Grinçant grimoire
Un texte de Wikipen.
Malgré nos doutes, nous ne pouvions nous empêcher de nous regarder de plus près. Une loupe sur nos nombrils ouvrait sa gueule comme un pao-lou qui tombe sur le paonneau interdisant toute incivilité. Un à un, nous mettions en place le un-et-un. Jaune et vert. Fin et grossier. Lisse et torsadé. La con-fusion n’admettait pas de rester en plan. Funiculairement je postillonnais, oubliant de te susurrer d’opiniâtres extravagances fondées sur des théories invendables, même par le plus grand des griots flamboyants. Amassés à l’ombre du baobab sanctificateur, nous guettions le moindre spéléologue, fût-il ventru et hâbleur. Que nenni ! Rien n’y fit ! La confiserie resta fermée cet après-midi là.
- Ne faudrait–il pas traiter, dans un premier temps, de la condescendance des épîtres ? Car lorsque les mécaniciens sont descendus de l’avion, il n’y avait plus que des oranges amères à distribuer. Les escarpolettes étaient passées par là. Nous nous sommes réfugiés sous les rivages pour y échanger nos écorchures.

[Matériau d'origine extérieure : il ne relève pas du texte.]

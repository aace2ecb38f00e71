use std::collections::HashMap;

use async_trait::async_trait;
use fieldkit_application::DefinitionRepository;
use fieldkit_core::{AppError, AppResult, TenantId};
use fieldkit_domain::{FieldDefinition, FormDefinition};
use tokio::sync::RwLock;

/// In-memory definition repository implementation.
///
/// Definitions live for the lifetime of the process; hosts that need
/// durable storage bring their own [`DefinitionRepository`].
#[derive(Debug, Default)]
pub struct InMemoryDefinitionRepository {
    forms: RwLock<HashMap<(TenantId, String), FormDefinition>>,
    fields: RwLock<HashMap<(TenantId, String, String), FieldDefinition>>,
}

impl InMemoryDefinitionRepository {
    /// Creates an empty in-memory repository.
    #[must_use]
    pub fn new() -> Self {
        Self {
            forms: RwLock::new(HashMap::new()),
            fields: RwLock::new(HashMap::new()),
        }
    }
}

#[async_trait]
impl DefinitionRepository for InMemoryDefinitionRepository {
    async fn save_form(&self, tenant_id: TenantId, form: FormDefinition) -> AppResult<()> {
        let key = (tenant_id, form.purpose_token().as_str().to_owned());
        let mut forms = self.forms.write().await;

        if forms.contains_key(&key) {
            return Err(AppError::Conflict(format!(
                "form '{}' already exists for tenant '{}'",
                key.1, key.0
            )));
        }

        forms.insert(key, form);
        Ok(())
    }

    async fn list_forms(&self, tenant_id: TenantId) -> AppResult<Vec<FormDefinition>> {
        let forms = self.forms.read().await;

        let mut values: Vec<FormDefinition> = forms
            .iter()
            .filter_map(|((stored_tenant_id, _), form)| {
                (stored_tenant_id == &tenant_id).then_some(form.clone())
            })
            .collect();
        values.sort_by(|left, right| {
            left.priority().cmp(&right.priority()).then_with(|| {
                left.purpose_token()
                    .as_str()
                    .cmp(right.purpose_token().as_str())
            })
        });

        Ok(values)
    }

    async fn find_form(
        &self,
        tenant_id: TenantId,
        purpose_token: &str,
    ) -> AppResult<Option<FormDefinition>> {
        let forms = self.forms.read().await;
        Ok(forms.get(&(tenant_id, purpose_token.to_owned())).cloned())
    }

    async fn update_form(&self, tenant_id: TenantId, form: FormDefinition) -> AppResult<()> {
        let key = (tenant_id, form.purpose_token().as_str().to_owned());
        let mut forms = self.forms.write().await;

        if !forms.contains_key(&key) {
            return Err(AppError::NotFound(format!("form '{}' was not found", key.1)));
        }

        forms.insert(key, form);
        Ok(())
    }

    async fn delete_form(&self, tenant_id: TenantId, purpose_token: &str) -> AppResult<()> {
        let mut forms = self.forms.write().await;

        if forms.remove(&(tenant_id, purpose_token.to_owned())).is_none() {
            return Err(AppError::NotFound(format!("form '{purpose_token}' was not found")));
        }

        let mut fields = self.fields.write().await;
        fields.retain(|(stored_tenant_id, stored_token, _), _| {
            !(stored_tenant_id == &tenant_id && stored_token == purpose_token)
        });

        Ok(())
    }

    async fn save_field(
        &self,
        tenant_id: TenantId,
        purpose_token: &str,
        field: FieldDefinition,
    ) -> AppResult<()> {
        let key = (
            tenant_id,
            purpose_token.to_owned(),
            field.field_key().as_str().to_owned(),
        );
        let mut fields = self.fields.write().await;

        if fields.contains_key(&key) {
            return Err(AppError::Conflict(format!(
                "field '{}' already exists on form '{purpose_token}'",
                key.2
            )));
        }

        fields.insert(key, field);
        Ok(())
    }

    async fn list_fields(
        &self,
        tenant_id: TenantId,
        purpose_token: &str,
    ) -> AppResult<Vec<FieldDefinition>> {
        let fields = self.fields.read().await;

        let mut values: Vec<FieldDefinition> = fields
            .iter()
            .filter_map(|((stored_tenant_id, stored_token, _), field)| {
                (stored_tenant_id == &tenant_id && stored_token == purpose_token)
                    .then_some(field.clone())
            })
            .collect();
        values.sort_by(|left, right| {
            left.sort_order()
                .cmp(&right.sort_order())
                .then_with(|| left.field_key().as_str().cmp(right.field_key().as_str()))
        });

        Ok(values)
    }

    async fn find_field(
        &self,
        tenant_id: TenantId,
        purpose_token: &str,
        field_key: &str,
    ) -> AppResult<Option<FieldDefinition>> {
        let fields = self.fields.read().await;
        Ok(fields
            .get(&(tenant_id, purpose_token.to_owned(), field_key.to_owned()))
            .cloned())
    }

    async fn update_field(
        &self,
        tenant_id: TenantId,
        purpose_token: &str,
        field: FieldDefinition,
    ) -> AppResult<()> {
        let key = (
            tenant_id,
            purpose_token.to_owned(),
            field.field_key().as_str().to_owned(),
        );
        let mut fields = self.fields.write().await;

        if !fields.contains_key(&key) {
            return Err(AppError::NotFound(format!(
                "field '{}' was not found on form '{purpose_token}'",
                key.2
            )));
        }

        fields.insert(key, field);
        Ok(())
    }

    async fn delete_field(
        &self,
        tenant_id: TenantId,
        purpose_token: &str,
        field_key: &str,
    ) -> AppResult<()> {
        let mut fields = self.fields.write().await;

        if fields
            .remove(&(tenant_id, purpose_token.to_owned(), field_key.to_owned()))
            .is_none()
        {
            return Err(AppError::NotFound(format!(
                "field '{field_key}' was not found on form '{purpose_token}'"
            )));
        }

        Ok(())
    }
}

#[cfg(test)]
mod tests {
    use fieldkit_application::DefinitionRepository;
    use fieldkit_core::TenantId;
    use fieldkit_domain::{
        FieldControl, FieldDefinition, FieldDefinitionInput, FormDefinition, ValidationRules,
    };

    use super::InMemoryDefinitionRepository;

    fn form(purpose_token: &str, priority: u8) -> FormDefinition {
        FormDefinition::new(
            purpose_token,
            purpose_token.to_uppercase(),
            None,
            true,
            priority,
        )
        .unwrap_or_else(|_| unreachable!())
    }

    fn field(field_key: &str, sort_order: i32) -> FieldDefinition {
        FieldDefinition::new(
            field_key,
            field_key.to_uppercase(),
            FieldControl::Text { max_length: None },
            FieldDefinitionInput {
                description: None,
                placeholder: None,
                is_required: false,
                is_active: true,
                sort_order,
                validation_rules: ValidationRules::default(),
                options: Vec::new(),
                external_mappings: Vec::new(),
                conditions: Vec::new(),
            },
        )
        .unwrap_or_else(|_| unreachable!())
    }

    #[tokio::test]
    async fn lists_forms_by_priority_then_token() {
        let repository = InMemoryDefinitionRepository::new();
        let tenant_id = TenantId::new();

        for (token, priority) in [("zulu", 1), ("alpha", 5), ("bravo", 1)] {
            let saved = repository.save_form(tenant_id, form(token, priority)).await;
            assert!(saved.is_ok());
        }

        let listed = repository.list_forms(tenant_id).await.unwrap_or_default();
        let tokens: Vec<&str> = listed
            .iter()
            .map(|form| form.purpose_token().as_str())
            .collect();
        assert_eq!(tokens, ["bravo", "zulu", "alpha"]);
    }

    #[tokio::test]
    async fn forms_do_not_leak_across_tenants() {
        let repository = InMemoryDefinitionRepository::new();
        let left_tenant = TenantId::new();
        let right_tenant = TenantId::new();

        let left_saved = repository
            .save_form(left_tenant, form("customer_registration", 10))
            .await;
        assert!(left_saved.is_ok());

        let right_listed = repository.list_forms(right_tenant).await.unwrap_or_default();
        assert!(right_listed.is_empty());

        let right_found = repository
            .find_form(right_tenant, "customer_registration")
            .await;
        assert!(matches!(right_found, Ok(None)));
    }

    #[tokio::test]
    async fn duplicate_form_save_conflicts() {
        let repository = InMemoryDefinitionRepository::new();
        let tenant_id = TenantId::new();

        let first = repository
            .save_form(tenant_id, form("customer_registration", 10))
            .await;
        assert!(first.is_ok());

        let second = repository
            .save_form(tenant_id, form("customer_registration", 2))
            .await;
        assert!(second.is_err());
    }

    #[tokio::test]
    async fn updating_a_missing_form_reports_not_found() {
        let repository = InMemoryDefinitionRepository::new();

        let result = repository
            .update_form(TenantId::new(), form("missing", 10))
            .await;
        assert!(result.is_err());
    }

    #[tokio::test]
    async fn deleting_a_form_removes_its_fields() {
        let repository = InMemoryDefinitionRepository::new();
        let tenant_id = TenantId::new();

        let saved_form = repository
            .save_form(tenant_id, form("customer_registration", 10))
            .await;
        assert!(saved_form.is_ok());
        let saved_field = repository
            .save_field(tenant_id, "customer_registration", field("company", 1))
            .await;
        assert!(saved_field.is_ok());

        let deleted = repository
            .delete_form(tenant_id, "customer_registration")
            .await;
        assert!(deleted.is_ok());

        let remaining = repository
            .list_fields(tenant_id, "customer_registration")
            .await
            .unwrap_or_default();
        assert!(remaining.is_empty());
    }

    #[tokio::test]
    async fn lists_fields_by_sort_order_then_key() {
        let repository = InMemoryDefinitionRepository::new();
        let tenant_id = TenantId::new();

        let saved_form = repository
            .save_form(tenant_id, form("customer_registration", 10))
            .await;
        assert!(saved_form.is_ok());

        for (key, sort_order) in [("delta", 2), ("alpha", 2), ("omega", 1)] {
            let saved = repository
                .save_field(tenant_id, "customer_registration", field(key, sort_order))
                .await;
            assert!(saved.is_ok());
        }

        let listed = repository
            .list_fields(tenant_id, "customer_registration")
            .await
            .unwrap_or_default();
        let keys: Vec<&str> = listed
            .iter()
            .map(|field| field.field_key().as_str())
            .collect();
        assert_eq!(keys, ["omega", "alpha", "delta"]);
    }

    #[tokio::test]
    async fn duplicate_field_save_conflicts() {
        let repository = InMemoryDefinitionRepository::new();
        let tenant_id = TenantId::new();

        let first = repository
            .save_field(tenant_id, "customer_registration", field("company", 1))
            .await;
        assert!(first.is_ok());

        let second = repository
            .save_field(tenant_id, "customer_registration", field("company", 2))
            .await;
        assert!(second.is_err());
    }

    #[tokio::test]
    async fn deleting_a_missing_field_reports_not_found() {
        let repository = InMemoryDefinitionRepository::new();

        let result = repository
            .delete_field(TenantId::new(), "customer_registration", "missing")
            .await;
        assert!(result.is_err());
    }
}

Le moment n’était pas forcément le meilleur. Mais il fallait bien tenir compte de tous les atermoiements, éternuements, itérations diverses. Il fallait aussi se débrouiller pour passer entre la paroi rocheuse et l’eau de la cascade sans être trempés. Par translation latérale, nous nous sommes procuré des parchemins de la taille voulue ; ainsi que le nombre requis de cadenas et de mantilles. Puis nous avons poursuivi la route poudreuse en direction de la forteresse.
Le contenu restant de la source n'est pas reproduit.